Omar Fogliadini, Managing Partner of Lifedata.ai, says, “In 2019, integrations with digital assistants are no longer a differentiator. Brands will need to showcase what people can actually do with these integrations. The most successful integrations will be those that make people’s lives easier and help them get things done. Big Data is primarily about correlations whereas Small Data is about causal relationships. It’s time to enable a predictive relationship to proactively – not just reactively – support the end user.”
What does the future hold? With predictions that there will be 20 billion IoT devices in the world by 2025 – that’s three times the global population. The data being collected on these devices is on a scale previously unseen, which is why quantum and edge computing will become so critical. But as the IoT matures, a wide range of social, legal and ethical issues will grow in importance.

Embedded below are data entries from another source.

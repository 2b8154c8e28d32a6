// Integration tests for wgan-nn and wgan-optim
//
// These tests verify that the layers and optimizers work together correctly
// using the CPU backend.

use wgan::nn::{LeakyReLU, Module, Sigmoid};
use wgan::prelude::*;

fn approx_eq(a: f64, b: f64, tol: f64) -> bool {
    (a - b).abs() < tol
}

fn assert_vec_approx(got: &[f64], expected: &[f64], tol: f64) {
    assert_eq!(
        got.len(),
        expected.len(),
        "length mismatch: {} vs {}",
        got.len(),
        expected.len()
    );
    for (i, (g, e)) in got.iter().zip(expected.iter()).enumerate() {
        assert!(
            approx_eq(*g, *e, tol),
            "index {}: got {} expected {} (tol {})",
            i,
            g,
            e,
            tol
        );
    }
}

// Linear layer tests

#[test]
fn test_linear_shape() -> wgan::Result<()> {
    let dev = CpuDevice;
    let linear = Linear::<CpuBackend>::new(10, 5, true, DType::F64, &dev)?;

    assert_eq!(linear.weight().dims(), &[5, 10]);
    assert_eq!(linear.bias().unwrap().dims(), &[1, 5]);

    // Forward: [batch=3, 10] → [3, 5]
    let x = CpuTensor::rand((3, 10), DType::F64, &dev)?;
    let y = linear.forward(&x)?;
    assert_eq!(y.dims(), &[3, 5]);
    Ok(())
}

#[test]
fn test_linear_init_range() -> wgan::Result<()> {
    let linear = Linear::<CpuBackend>::new(16, 8, true, DType::F64, &CpuDevice)?;
    let k = 0.25;
    for p in linear.parameters() {
        assert!(p.is_variable());
        assert!(p.to_f64_vec()?.iter().all(|v| v.abs() <= k));
    }
    Ok(())
}

#[test]
fn test_linear_from_tensors() -> wgan::Result<()> {
    let dev = CpuDevice;
    let w = CpuTensor::from_f64_slice(&[1.0, 0.0, 0.0, 1.0], (2, 2), DType::F64, &dev)?;
    let b = CpuTensor::from_f64_slice(&[0.5, -0.5], (1, 2), DType::F64, &dev)?;
    let linear = Linear::from_tensors(w, Some(b))?;

    let x = CpuTensor::from_f64_slice(&[3.0, 7.0], (1, 2), DType::F64, &dev)?;
    let y = linear.forward(&x)?;
    // y = x @ W^T + b = [3, 7] @ I + [0.5, -0.5] = [3.5, 6.5]
    assert_vec_approx(&y.to_f64_vec()?, &[3.5, 6.5], 1e-10);
    Ok(())
}

#[test]
fn test_linear_gradients() -> wgan::Result<()> {
    let dev = CpuDevice;
    let w = CpuTensor::from_f64_slice(&[1.0, 2.0], (1, 2), DType::F64, &dev)?;
    let linear = Linear::from_tensors(w, None)?;
    let x = CpuTensor::from_f64_slice(&[1.0, 3.0, 2.0, 5.0], (2, 2), DType::F64, &dev)?;
    let loss = linear.forward(&x)?.sum_all()?;
    let grads = loss.backward()?;
    // ∂/∂W Σ x W^T = column sums of x
    let gw = grads.get(linear.weight()).unwrap();
    assert_vec_approx(&gw.to_f64_vec()?, &[3.0, 8.0], 1e-12);
    Ok(())
}

// Activations

#[test]
fn test_activations() -> wgan::Result<()> {
    let dev = CpuDevice;
    let x = CpuTensor::from_f64_slice(&[-2.0, 0.0, 3.0], 3, DType::F64, &dev)?;

    assert_vec_approx(&ReLU.forward(&x)?.to_f64_vec()?, &[0.0, 0.0, 3.0], 1e-12);
    assert_vec_approx(
        &LeakyReLU::with_slope(0.1).forward(&x)?.to_f64_vec()?,
        &[-0.2, 0.0, 3.0],
        1e-12,
    );
    let t = Tanh.forward(&x)?.to_f64_vec()?;
    assert!(approx_eq(t[2], 3.0f64.tanh(), 1e-12));
    let s = Sigmoid.forward(&x)?.to_f64_vec()?;
    assert!(approx_eq(s[1], 0.5, 1e-12));
    Ok(())
}

#[test]
fn test_leaky_relu_gradient() -> wgan::Result<()> {
    let dev = CpuDevice;
    let x = CpuTensor::from_f64_slice(&[-2.0, 3.0], 2, DType::F64, &dev)?.set_variable();
    let y = LeakyReLU::with_slope(0.2).forward(&x)?.sum_all()?;
    let g = y.grad_wrt(&[&x])?;
    assert_vec_approx(&g[0].to_f64_vec()?, &[0.2, 1.0], 1e-12);
    Ok(())
}

// Sequential / mlp

#[test]
fn test_mlp_layout_and_training_flag() -> wgan::Result<()> {
    let dev = CpuDevice;
    let net = mlp::<CpuBackend>(
        &[3, 5, 4, 1],
        Activation::Relu,
        Some(Activation::Tanh),
        DType::F32,
        &dev,
    )?;
    // Linear ReLU Linear ReLU Linear Tanh
    assert_eq!(net.len(), 6);
    assert_eq!(net.num_parameters(), 3 * 5 + 5 + 5 * 4 + 4 + 4 + 1);
    assert!(net.parameters().iter().all(|p| p.is_variable()));

    let y = net.forward(&CpuTensor::randn((7, 3), DType::F32, &dev)?)?;
    assert_eq!(y.dims(), &[7, 1]);
    assert!(y.to_f64_vec()?.iter().all(|v| v.abs() <= 1.0));

    net.eval();
    assert!(!net.is_training());
    net.train();
    assert!(net.is_training());
    Ok(())
}

#[test]
fn test_mlp_needs_two_sizes() {
    assert!(mlp::<CpuBackend>(&[3], Activation::Relu, None, DType::F32, &CpuDevice).is_err());
}

// Optimizers

fn quadratic_step(opt: &mut dyn Optimizer<CpuBackend>, w: &CpuTensor) -> wgan::Result<f64> {
    // loss = Σ w², minimum at 0
    let loss = w.square()?.sum_all()?;
    let grads = loss.backward()?;
    opt.step(&grads)?;
    loss.to_scalar_f64()
}

#[test]
fn test_sgd_step_exact() -> wgan::Result<()> {
    let dev = CpuDevice;
    let w = CpuTensor::from_f64_slice(&[1.0, -2.0], 2, DType::F64, &dev)?.set_variable();
    let mut opt = SGD::new(vec![w.clone()], 0.1, 0.0, 0.0);
    quadratic_step(&mut opt, &w)?;
    // w -= 0.1 * 2w
    assert_vec_approx(&w.to_f64_vec()?, &[0.8, -1.6], 1e-12);
    assert_eq!(opt.step_count(), 1);
    Ok(())
}

#[test]
fn test_sgd_momentum() -> wgan::Result<()> {
    let dev = CpuDevice;
    let w = CpuTensor::from_f64_slice(&[1.0], 1, DType::F64, &dev)?.set_variable();
    let mut opt = SGD::new(vec![w.clone()], 0.1, 0.9, 0.0);
    quadratic_step(&mut opt, &w)?; // v = 2, w = 0.8
    quadratic_step(&mut opt, &w)?; // v = 0.9·2 + 1.6 = 3.4, w = 0.46
    assert_vec_approx(&w.to_f64_vec()?, &[0.46], 1e-12);
    Ok(())
}

#[test]
fn test_adam_first_step_is_lr_sized() -> wgan::Result<()> {
    let dev = CpuDevice;
    let w = CpuTensor::from_f64_slice(&[1.0, -3.0], 2, DType::F64, &dev)?.set_variable();
    let mut opt = Adam::new(vec![w.clone()], 0.01);
    quadratic_step(&mut opt, &w)?;
    // Bias-corrected first step moves each weight by ~lr against its gradient.
    assert_vec_approx(&w.to_f64_vec()?, &[0.99, -2.99], 1e-6);
    Ok(())
}

#[test]
fn test_rmsprop_converges() -> wgan::Result<()> {
    let dev = CpuDevice;
    let w = CpuTensor::from_f64_slice(&[2.0, -1.0], 2, DType::F64, &dev)?.set_variable();
    let mut opt = RMSProp::new(vec![w.clone()], 0.01);
    let first = quadratic_step(&mut opt, &w)?;
    let mut last = first;
    for _ in 0..200 {
        last = quadratic_step(&mut opt, &w)?;
    }
    assert!(last < first * 0.1, "loss {first} → {last}");
    Ok(())
}

#[test]
fn test_optimizer_skips_params_without_gradient() -> wgan::Result<()> {
    let dev = CpuDevice;
    let used = CpuTensor::from_f64_slice(&[1.0], 1, DType::F64, &dev)?.set_variable();
    let unused = CpuTensor::from_f64_slice(&[5.0], 1, DType::F64, &dev)?.set_variable();
    let mut opt = Adam::new(vec![used.clone(), unused.clone()], 0.1);
    quadratic_step(&mut opt, &used)?;
    assert_eq!(unused.to_f64_vec()?, vec![5.0]);
    assert_ne!(used.to_f64_vec()?, vec![1.0]);
    Ok(())
}

#[test]
fn test_learning_rate_accessors() {
    let w = CpuTensor::zeros(1, DType::F64, &CpuDevice).unwrap().set_variable();
    let mut opt = RMSProp::new(vec![w], 0.5);
    assert_eq!(opt.learning_rate(), 0.5);
    opt.set_learning_rate(0.25);
    assert_eq!(opt.learning_rate(), 0.25);
    assert_eq!(opt.name(), "rmsprop");
    assert_eq!(opt.params().len(), 1);
}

The rise of surveillance capitalism
Last year, a Gartner survey of IoT projects showed that 35 per cent of respondents were selling or planning to sell data collected by their products and services. The theory of infonomics takes this monetisation of data further by seeing it as a strategic business asset to be recorded in the company accounts. By 2023, the buying and selling of IoT data will become an essential part of many IoT systems.
But will citizens be happy with this? As consumers become more savvy, and digest the ramifications of recent scandals at Facebook and Cambridge Analytica, there are concerns over an emerging ‘surveillance capitalism’, a new concept coined by Harvard professor Shoshana Zuboff.

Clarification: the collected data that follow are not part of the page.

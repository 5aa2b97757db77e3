//! Structured JSON logging
//!
//! - One log line = one event
//! - Deterministic key ordering: `event`, `severity`, then fields sorted by key
//! - Synchronous, no buffering
//! - INFO and below go to stdout, ERROR and above to stderr

use std::fmt;
use std::io::{self, Write};
use std::str::FromStr;
use std::sync::{Mutex, MutexGuard};

/// Log severity levels
#[derive(Debug, Clone, Copy, PartialEq, Eq, PartialOrd, Ord)]
pub enum Severity {
    /// Debug-level detail
    Trace = 0,
    /// Normal operations
    Info = 1,
    /// Recoverable issues
    Warn = 2,
    /// Operation failures
    Error = 3,
    /// Unrecoverable, process exits
    Fatal = 4,
}

impl Severity {
    /// Returns the string representation
    pub fn as_str(&self) -> &'static str {
        match self {
            Severity::Trace => "TRACE",
            Severity::Info => "INFO",
            Severity::Warn => "WARN",
            Severity::Error => "ERROR",
            Severity::Fatal => "FATAL",
        }
    }
}

impl fmt::Display for Severity {
    fn fmt(&self, f: &mut fmt::Formatter<'_>) -> fmt::Result {
        write!(f, "{}", self.as_str())
    }
}

impl FromStr for Severity {
    type Err = String;

    fn from_str(s: &str) -> Result<Self, Self::Err> {
        match s.to_ascii_lowercase().as_str() {
            "trace" => Ok(Severity::Trace),
            "info" => Ok(Severity::Info),
            "warn" => Ok(Severity::Warn),
            "error" => Ok(Severity::Error),
            "fatal" => Ok(Severity::Fatal),
            other => Err(format!("unknown log level: {}", other)),
        }
    }
}

/// Logging capability injected into components that report progress.
pub trait Log: Send + Sync {
    /// Report a completed operation.
    fn info(&self, message: &str);

    /// Report a failure before it is returned to the caller.
    fn error(&self, message: &str);
}

/// Event name carried by every line this crate emits
const EVENT: &str = "BOOKLIST";

/// Logger writing JSON lines to stdout/stderr.
#[derive(Debug, Clone, Copy)]
pub struct JsonLogger {
    min_severity: Severity,
}

impl JsonLogger {
    /// Creates a logger that drops anything below `min_severity`.
    pub fn new(min_severity: Severity) -> Self {
        Self { min_severity }
    }

    pub fn min_severity(&self) -> Severity {
        self.min_severity
    }

    /// Log an event with the given severity and fields
    pub fn log(&self, severity: Severity, event: &str, fields: &[(&str, &str)]) {
        self.log_to(severity, event, fields, &mut io::stdout(), &mut io::stderr());
    }

    /// Log to explicit sinks: ERROR and above go to `err`, the rest to `out`.
    ///
    /// Events below `min_severity` are dropped.
    pub fn log_to<O: Write, E: Write>(
        &self,
        severity: Severity,
        event: &str,
        fields: &[(&str, &str)],
        out: &mut O,
        err: &mut E,
    ) {
        if severity < self.min_severity {
            return;
        }
        if severity >= Severity::Error {
            write_line(severity, event, fields, err);
        } else {
            write_line(severity, event, fields, out);
        }
    }
}

impl Default for JsonLogger {
    fn default() -> Self {
        Self::new(Severity::Info)
    }
}

impl Log for JsonLogger {
    fn info(&self, message: &str) {
        self.log(Severity::Info, EVENT, &[("message", message)]);
    }

    fn error(&self, message: &str) {
        self.log(Severity::Error, EVENT, &[("message", message)]);
    }
}

fn write_line<W: Write>(
    severity: Severity,
    event: &str,
    fields: &[(&str, &str)],
    writer: &mut W,
) {
    let output = format_line(severity, event, fields);
    // Logging never fails the caller
    let _ = writer.write_all(output.as_bytes());
    let _ = writer.flush();
}

fn format_line(severity: Severity, event: &str, fields: &[(&str, &str)]) -> String {
    let mut output = String::with_capacity(128);

    output.push_str("{\"event\":\"");
    escape_json_string(&mut output, event);
    output.push_str("\",\"severity\":\"");
    output.push_str(severity.as_str());
    output.push('"');

    let mut sorted_fields: Vec<_> = fields.iter().collect();
    sorted_fields.sort_by_key(|(k, _)| *k);

    for (key, value) in sorted_fields {
        output.push_str(",\"");
        escape_json_string(&mut output, key);
        output.push_str("\":\"");
        escape_json_string(&mut output, value);
        output.push('"');
    }

    output.push_str("}\n");
    output
}

fn escape_json_string(output: &mut String, s: &str) {
    for c in s.chars() {
        match c {
            '"' => output.push_str("\\\""),
            '\\' => output.push_str("\\\\"),
            '\n' => output.push_str("\\n"),
            '\r' => output.push_str("\\r"),
            '\t' => output.push_str("\\t"),
            c if c.is_control() => {
                output.push_str(&format!("\\u{:04x}", c as u32));
            }
            c => output.push(c),
        }
    }
}

/// In-memory logger for testing.
#[derive(Debug, Default)]
pub struct MemoryLogger {
    entries: Mutex<Vec<(Severity, String)>>,
}

impl MemoryLogger {
    pub fn new() -> Self {
        Self::default()
    }

    /// Get all recorded entries.
    pub fn entries(&self) -> Vec<(Severity, String)> {
        self.lock().clone()
    }

    /// Messages recorded at the given severity.
    pub fn messages(&self, severity: Severity) -> Vec<String> {
        self.lock()
            .iter()
            .filter(|(s, _)| *s == severity)
            .map(|(_, m)| m.clone())
            .collect()
    }

    pub fn len(&self) -> usize {
        self.lock().len()
    }

    pub fn is_empty(&self) -> bool {
        self.lock().is_empty()
    }

    fn lock(&self) -> MutexGuard<'_, Vec<(Severity, String)>> {
        // Poisoning is ignored; entries stay readable
        self.entries.lock().unwrap_or_else(|e| e.into_inner())
    }

    fn push(&self, severity: Severity, message: &str) {
        self.lock().push((severity, message.to_string()));
    }
}

impl Log for MemoryLogger {
    fn info(&self, message: &str) {
        self.push(Severity::Info, message);
    }

    fn error(&self, message: &str) {
        self.push(Severity::Error, message);
    }
}

#[cfg(test)]
mod tests {
    use super::*;

    fn capture(severity: Severity, event: &str, fields: &[(&str, &str)]) -> String {
        let mut buffer = Vec::new();
        write_line(severity, event, fields, &mut buffer);
        String::from_utf8(buffer).unwrap()
    }

    #[test]
    fn test_severity_ordering() {
        assert!(Severity::Trace < Severity::Info);
        assert!(Severity::Info < Severity::Warn);
        assert!(Severity::Warn < Severity::Error);
        assert!(Severity::Error < Severity::Fatal);
    }

    #[test]
    fn test_severity_parse() {
        assert_eq!("info".parse::<Severity>(), Ok(Severity::Info));
        assert_eq!("ERROR".parse::<Severity>(), Ok(Severity::Error));
        assert!("loud".parse::<Severity>().is_err());
    }

    #[test]
    fn test_log_json_format() {
        let output = capture(Severity::Info, EVENT, &[("message", "saved")]);

        let parsed: serde_json::Value = serde_json::from_str(&output).unwrap();
        assert_eq!(parsed["event"], "BOOKLIST");
        assert_eq!(parsed["severity"], "INFO");
        assert_eq!(parsed["message"], "saved");
    }

    #[test]
    fn test_log_deterministic_ordering() {
        let output1 = capture(Severity::Info, "TEST", &[("zebra", "1"), ("apple", "2")]);
        let output2 = capture(Severity::Info, "TEST", &[("apple", "2"), ("zebra", "1")]);

        assert_eq!(output1, output2);
        assert!(output1.find("apple").unwrap() < output1.find("zebra").unwrap());
        assert!(output1.find("\"event\"").unwrap() < output1.find("\"severity\"").unwrap());
    }

    #[test]
    fn test_log_escapes_special_chars() {
        let output = capture(
            Severity::Error,
            "TEST",
            &[("message", "path \"C:\\books\"\nline2")],
        );

        let parsed: serde_json::Value = serde_json::from_str(&output).unwrap();
        assert_eq!(parsed["message"], "path \"C:\\books\"\nline2");
        assert_eq!(output.chars().filter(|c| *c == '\n').count(), 1);
    }

    fn sinks(logger: &JsonLogger, severity: Severity) -> (String, String) {
        let mut out = Vec::new();
        let mut err = Vec::new();
        logger.log_to(severity, EVENT, &[("message", "m")], &mut out, &mut err);
        (String::from_utf8(out).unwrap(), String::from_utf8(err).unwrap())
    }

    #[test]
    fn test_below_min_severity_is_dropped() {
        let logger = JsonLogger::new(Severity::Error);
        assert_eq!(logger.min_severity(), Severity::Error);

        let (out, err) = sinks(&logger, Severity::Info);
        assert!(out.is_empty());
        assert!(err.is_empty());

        let (out, err) = sinks(&logger, Severity::Warn);
        assert!(out.is_empty());
        assert!(err.is_empty());
    }

    #[test]
    fn test_errors_go_to_error_sink() {
        let logger = JsonLogger::default();
        assert_eq!(logger.min_severity(), Severity::Info);

        let (out, err) = sinks(&logger, Severity::Error);
        assert!(out.is_empty());
        let parsed: serde_json::Value = serde_json::from_str(&err).unwrap();
        assert_eq!(parsed["severity"], "ERROR");

        let (out, err) = sinks(&logger, Severity::Fatal);
        assert!(out.is_empty());
        assert!(err.contains("\"FATAL\""));
    }

    #[test]
    fn test_info_goes_to_output_sink() {
        let (out, err) = sinks(&JsonLogger::default(), Severity::Info);
        assert!(err.is_empty());
        let parsed: serde_json::Value = serde_json::from_str(&out).unwrap();
        assert_eq!(parsed["severity"], "INFO");
        assert_eq!(parsed["message"], "m");
    }

    #[test]
    fn test_memory_logger_records_in_order() {
        let logger = MemoryLogger::new();
        logger.info("first");
        logger.error("second");

        assert_eq!(logger.len(), 2);
        assert_eq!(
            logger.entries(),
            vec![
                (Severity::Info, "first".to_string()),
                (Severity::Error, "second".to_string()),
            ]
        );
        assert_eq!(logger.messages(Severity::Error), vec!["second".to_string()]);
    }
}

Zuboff argued in a recent article that, “Surveillance capitalism unilaterally claims human experience as free raw material for translation into behavioural data. Although some of these data are applied to service improvement, the rest are declared as a proprietary behavioural surplus, fed into advanced manufacturing processes known as ‘machine intelligence’, and fabricated into prediction products that anticipate what you will do now, soon, and later. Finally, these prediction products are traded in a new kind of marketplace that I call behavioural futures markets.”
If this is where we are heading, are we – the citizens and consumers – really going to be in control of our own ‘Market of One’?